:: Information supplied ::
◆ ◆ ◆ ◆ ◆ ◆ ◆
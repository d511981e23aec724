//! Marketplace service implementation
//!
//! Listings, seller image uploads and the purchase flow. A purchase is a
//! transaction that moves `pending -> paid | failed`; marking it paid sells
//! the listing in the same database transaction.

use tracing::{debug, info, warn};
use uuid::Uuid;
use crate::database::{ListingRepository, TransactionRepository};
use crate::models::{
    CreateListingRequest, Listing, ListingCategory, ListingFilter, ListingStatus, Profile, Transaction,
    TransactionStatus, UpdateListingRequest,
};
use crate::services::storage::{StorageService, UploadedFile, LISTING_BUCKET};
use crate::utils::errors::{KarmaHubError, Result};
use crate::utils::logging::log_user_action;

fn validate_price(label: &str, value: f64) -> Result<()> {
    if !value.is_finite() || value < 0.0 {
        return Err(KarmaHubError::InvalidInput(format!("{} must be a non-negative number", label)));
    }
    Ok(())
}

/// Check the fields of a new listing
pub fn validate_new_listing(request: &CreateListingRequest) -> Result<()> {
    if request.title.trim().is_empty() {
        return Err(KarmaHubError::InvalidInput("Title is required".to_string()));
    }
    validate_price("Original price", request.original_price)?;
    validate_price("Expected price", request.expected_price)?;
    Ok(())
}

/// Check the present fields of a listing update
pub fn validate_listing_update(request: &UpdateListingRequest) -> Result<()> {
    if let Some(title) = &request.title {
        if title.trim().is_empty() {
            return Err(KarmaHubError::InvalidInput("Title cannot be empty".to_string()));
        }
    }
    if let Some(price) = request.original_price {
        validate_price("Original price", price)?;
    }
    if let Some(price) = request.expected_price {
        validate_price("Expected price", price)?;
    }
    Ok(())
}

fn ensure_can_manage(actor: &Profile, listing: &Listing) -> Result<()> {
    if listing.seller_id == actor.id || actor.is_admin() {
        Ok(())
    } else {
        Err(KarmaHubError::PermissionDenied("Only the seller can change this listing".to_string()))
    }
}

#[derive(Clone)]
pub struct MarketplaceService {
    listings: ListingRepository,
    transactions: TransactionRepository,
    storage: StorageService,
}

impl MarketplaceService {
    pub fn new(listings: ListingRepository, transactions: TransactionRepository, storage: StorageService) -> Self {
        Self { listings, transactions, storage }
    }

    /// Browse active listings
    pub async fn browse(&self, mut filter: ListingFilter) -> Result<Vec<Listing>> {
        filter.status = Some(ListingStatus::Active);
        self.listings.list(&filter).await
    }

    pub async fn get_listing(&self, id: Uuid) -> Result<Listing> {
        self.listings
            .find_by_id(id)
            .await?
            .ok_or(KarmaHubError::ListingNotFound { listing_id: id })
    }

    /// Create a listing sold by the caller
    pub async fn create_listing(&self, seller: &Profile, mut request: CreateListingRequest) -> Result<Listing> {
        validate_new_listing(&request)?;
        request.title = request.title.trim().to_string();

        let listing = self.listings.create(seller.id, request).await?;
        log_user_action(seller.id, "create_listing", Some(&listing.id.to_string()));
        Ok(listing)
    }

    pub async fn update_listing(&self, actor: &Profile, id: Uuid, request: UpdateListingRequest) -> Result<Listing> {
        let listing = self.get_listing(id).await?;
        ensure_can_manage(actor, &listing)?;
        if listing.status == ListingStatus::Sold {
            return Err(KarmaHubError::Conflict("Sold listings cannot be edited".to_string()));
        }
        validate_listing_update(&request)?;

        self.listings.update(id, request).await
    }

    pub async fn delete_listing(&self, actor: &Profile, id: Uuid) -> Result<()> {
        let listing = self.get_listing(id).await?;
        ensure_can_manage(actor, &listing)?;

        self.listings.delete(id).await?;
        log_user_action(actor.id, "delete_listing", Some(&id.to_string()));
        Ok(())
    }

    /// Upload an image and append its URL to the listing
    pub async fn attach_listing_image(&self, actor: &Profile, id: Uuid, file: UploadedFile) -> Result<Listing> {
        let listing = self.get_listing(id).await?;
        if listing.seller_id != actor.id {
            return Err(KarmaHubError::PermissionDenied("Only the seller can add images".to_string()));
        }
        if listing.status == ListingStatus::Sold {
            return Err(KarmaHubError::Conflict("Sold listings cannot be edited".to_string()));
        }

        let url = self
            .storage
            .store(LISTING_BUCKET, &listing.id.to_string(), &actor.id.to_string(), &file)
            .await?;
        self.listings.append_image(id, &url).await
    }

    pub async fn my_listings(&self, seller: &Profile) -> Result<Vec<Listing>> {
        self.listings.list_by_seller(seller.id).await
    }

    pub async fn my_purchases(&self, buyer: &Profile) -> Result<Vec<Listing>> {
        self.listings.list_by_buyer(buyer.id).await
    }

    /// Admin view over every listing, newest first
    pub async fn list_all_listings(&self, status: Option<ListingStatus>, category: Option<ListingCategory>) -> Result<Vec<Listing>> {
        let filter = ListingFilter {
            status,
            category,
            ..Default::default()
        };
        self.listings.list(&filter).await
    }

    /// Open a pending transaction for a listing
    pub async fn start_purchase(&self, buyer: &Profile, listing_id: Uuid) -> Result<Transaction> {
        let listing = self.get_listing(listing_id).await?;
        if listing.seller_id == buyer.id {
            return Err(KarmaHubError::InvalidInput("You cannot buy your own listing".to_string()));
        }
        if listing.status != ListingStatus::Active {
            return Err(KarmaHubError::Conflict("This item has already been sold".to_string()));
        }

        let transaction = self
            .transactions
            .create(listing.id, buyer.id, listing.expected_price)
            .await?;
        info!(transaction_id = %transaction.id, listing_id = %listing.id, buyer_id = %buyer.id, "Purchase started");
        Ok(transaction)
    }

    async fn buyer_transaction(&self, buyer: &Profile, id: Uuid) -> Result<Transaction> {
        let transaction = self
            .transactions
            .find_by_id(id)
            .await?
            .ok_or(KarmaHubError::TransactionNotFound { transaction_id: id })?;
        if transaction.buyer_id != buyer.id {
            return Err(KarmaHubError::PermissionDenied("Only the buyer can settle this transaction".to_string()));
        }
        Ok(transaction)
    }

    /// Mark a transaction paid and the listing sold
    pub async fn confirm_payment(&self, buyer: &Profile, id: Uuid) -> Result<(Transaction, Listing)> {
        let transaction = self.buyer_transaction(buyer, id).await?;
        if !transaction.status.can_transition_to(TransactionStatus::Paid) {
            return Err(KarmaHubError::InvalidStateTransition {
                from: transaction.status.as_str().to_string(),
                to: TransactionStatus::Paid.as_str().to_string(),
            });
        }

        let (transaction, listing) = self.transactions.complete_purchase(id).await.map_err(|e| {
            warn!(transaction_id = %id, error = %e, "Purchase could not be completed");
            e
        })?;
        log_user_action(buyer.id, "purchase", Some(&listing.id.to_string()));
        Ok((transaction, listing))
    }

    /// Abandon a pending transaction
    pub async fn cancel_payment(&self, buyer: &Profile, id: Uuid) -> Result<Transaction> {
        let transaction = self.buyer_transaction(buyer, id).await?;
        let invalid = || KarmaHubError::InvalidStateTransition {
            from: transaction.status.as_str().to_string(),
            to: TransactionStatus::Failed.as_str().to_string(),
        };
        if !transaction.status.can_transition_to(TransactionStatus::Failed) {
            return Err(invalid());
        }

        let updated = self
            .transactions
            .transition(id, TransactionStatus::Pending, TransactionStatus::Failed)
            .await?
            .ok_or_else(invalid)?;
        debug!(transaction_id = %id, "Purchase cancelled");
        Ok(updated)
    }

    pub async fn my_transactions(&self, buyer: &Profile) -> Result<Vec<Transaction>> {
        self.transactions.list_by_buyer(buyer.id).await
    }
}
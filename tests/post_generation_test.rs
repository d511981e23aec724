//! LinkedIn post generation against a mock AI gateway and real Postgres

mod helpers;

use assert_matches::assert_matches;
use helpers::*;
use serial_test::serial;
use KarmaHub::models::{AppRole, CreateTemplateRequest, GeneratePostRequest, PostType};
use KarmaHub::services::ServiceFactory;
use KarmaHub::utils::errors::{AiError, KarmaHubError};

#[tokio::test]
#[serial]
async fn test_generate_stores_post_with_event_context() {
    let test_db = require_db!();
    let mock = AiMockServer::new().await;
    mock.mock_completion("Proud to have attended Hack Night!").await;

    let dir = tempfile::tempdir().unwrap();
    let mut settings = test_settings(&test_db.database_url, dir.path().to_str().unwrap());
    settings.ai = mock.config();
    let db = test_db.service();
    let services = ServiceFactory::new(&settings, db.clone()).unwrap();

    let admin = create_profile(&db, AppRole::Admin).await;
    let student = create_profile(&db, AppRole::Student).await;
    let event = create_event(&db, &admin, live_event_request()).await;

    let template = services
        .post_service
        .create_template(
            &student,
            CreateTemplateRequest {
                post_type: PostType::Event,
                base_text: "Keep it under 100 words.".to_string(),
            },
        )
        .await
        .unwrap();

    let post = services
        .post_service
        .generate(
            &student,
            GeneratePostRequest {
                post_type: "event".to_string(),
                details: "Met great people".to_string(),
                event_id: Some(event.id),
                template_id: Some(template.id),
            },
        )
        .await
        .unwrap();

    assert_eq!(post.content, "Proud to have attended Hack Night!");
    assert_eq!(post.post_type, PostType::Event);
    assert_eq!(services.post_service.my_posts(&student).await.unwrap().len(), 1);

    let requests = mock.server.received_requests().await.unwrap();
    let body: serde_json::Value = serde_json::from_slice(&requests[0].body).unwrap();
    let user_message = body["messages"][1]["content"].as_str().unwrap();
    assert!(user_message.starts_with("Use this template as a style guide:\nKeep it under 100 words."));
    assert!(user_message.contains("Event: Hack Night at Main Auditorium"));
}

#[tokio::test]
#[serial]
async fn test_generate_surfaces_credit_errors_without_storing() {
    let test_db = require_db!();
    let mock = AiMockServer::new().await;
    mock.mock_status(402).await;

    let dir = tempfile::tempdir().unwrap();
    let mut settings = test_settings(&test_db.database_url, dir.path().to_str().unwrap());
    settings.ai = mock.config();
    let db = test_db.service();
    let services = ServiceFactory::new(&settings, db.clone()).unwrap();
    let student = create_profile(&db, AppRole::Student).await;

    let err = services
        .post_service
        .generate(
            &student,
            GeneratePostRequest {
                post_type: "hackathon".to_string(),
                details: "Won first prize".to_string(),
                event_id: None,
                template_id: None,
            },
        )
        .await
        .unwrap_err();

    assert_matches!(err, KarmaHubError::Ai(AiError::CreditsDepleted));
    assert!(services.post_service.my_posts(&student).await.unwrap().is_empty());
}
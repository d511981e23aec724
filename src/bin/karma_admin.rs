//! Karma Hub admin tooling
//!
//! Bulk user import, admin bootstrap and email confirmation.

use std::path::PathBuf;
use anyhow::Context;
use chrono::Utc;
use clap::{Parser, Subcommand};

use KarmaHub::{
    config::Settings,
    database::{connection::{create_pool, run_migrations}, DatabaseService},
    import::{latest_results_file, read_sheet, AdminAccount, ImportResults, UserImporter},
    utils::logging,
};

#[derive(Debug, Parser)]
#[command(name = "karma-admin", version, about = "Campus Karma Hub admin tooling")]
struct Cli {
    #[command(subcommand)]
    command: Command,
}

#[derive(Debug, Subcommand)]
enum Command {
    /// Import students from a .csv, .xlsx or .xls file
    ImportUsers {
        file: PathBuf,
        /// Directory for the results and credentials files
        #[arg(long, default_value = ".")]
        output_dir: PathBuf,
    },
    /// Create an admin account or reset its password
    CreateAdmin {
        #[arg(long)]
        email: String,
        #[arg(long, env = "KARMAHUB_ADMIN_PASSWORD")]
        password: String,
        #[arg(long, default_value = "System Admin")]
        name: String,
        #[arg(long)]
        college: Option<String>,
    },
    /// Confirm every account created by an import run
    ConfirmEmails {
        /// Results file; defaults to the newest import-results-*.json in the current directory
        #[arg(long)]
        results: Option<PathBuf>,
    },
}

fn print_summary(results: &ImportResults) {
    let rule = "=".repeat(60);
    println!("\n{}", rule);
    println!("IMPORT SUMMARY");
    println!("{}", rule);
    println!("Successfully created: {}", results.success.len());
    println!("Skipped: {}", results.skipped.len());
    println!("Failed: {}", results.failed.len());
    println!("Total processed: {}", results.total());
    println!("{}", rule);

    if !results.failed.is_empty() {
        println!("\nFailed records:");
        for f in &results.failed {
            println!("   Row {}: {} - {}", f.row, f.email.as_deref().unwrap_or("NO EMAIL"), f.error);
        }
    }
    if !results.skipped.is_empty() {
        println!("\nSkipped records:");
        for s in &results.skipped {
            println!("   Row {}: {} - {}", s.row, s.email.as_deref().unwrap_or("NO EMAIL"), s.reason);
        }
    }
}

#[tokio::main]
async fn main() -> anyhow::Result<()> {
    dotenv::dotenv().ok();
    let cli = Cli::parse();

    let settings = Settings::new().context("Failed to load configuration")?;
    let _log_guard = logging::init_logging(&settings.logging)?;

    let pool = create_pool(&settings.database).await?;
    run_migrations(&pool).await?;
    let importer = UserImporter::new(&DatabaseService::new(pool));

    match cli.command {
        Command::ImportUsers { file, output_dir } => {
            anyhow::ensure!(file.exists(), "File not found: {}", file.display());

            let sheet = read_sheet(&file).with_context(|| format!("Error reading {}", file.display()))?;
            println!("Found {} records", sheet.rows.len());
            println!("Column headers detected: {}", sheet.headers.join(", "));

            let results = importer.import_sheet(&sheet).await;
            print_summary(&results);

            let report = results.write(&output_dir, Utc::now())?;
            println!("\nDetailed results saved to: {}", report.results_file.display());
            if let Some(credentials) = report.credentials_file {
                println!("User credentials saved to: {}", credentials.display());
            }
        }
        Command::CreateAdmin { email, password, name, college } => {
            let profile = importer
                .create_admin(AdminAccount { email, password, name, college })
                .await?;
            println!("Admin ready: {} ({})", profile.email, profile.id);
        }
        Command::ConfirmEmails { results } => {
            let path = match results {
                Some(path) => path,
                None => latest_results_file(&PathBuf::from("."))?,
            };
            println!("Using results file: {}", path.display());

            let summary = importer.confirm_emails(&path).await?;
            println!("Confirmed: {}", summary.confirmed);
            println!("Failed: {}", summary.failed);
        }
    }

    Ok(())
}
◆ ◆ ◆ ◆ ◆ ◆ ◆
:: What you should do ::
Report how many lines of the entries hold the word "CreateAdmin". Nothing else is needed.

:: Answer to this exercise ::
2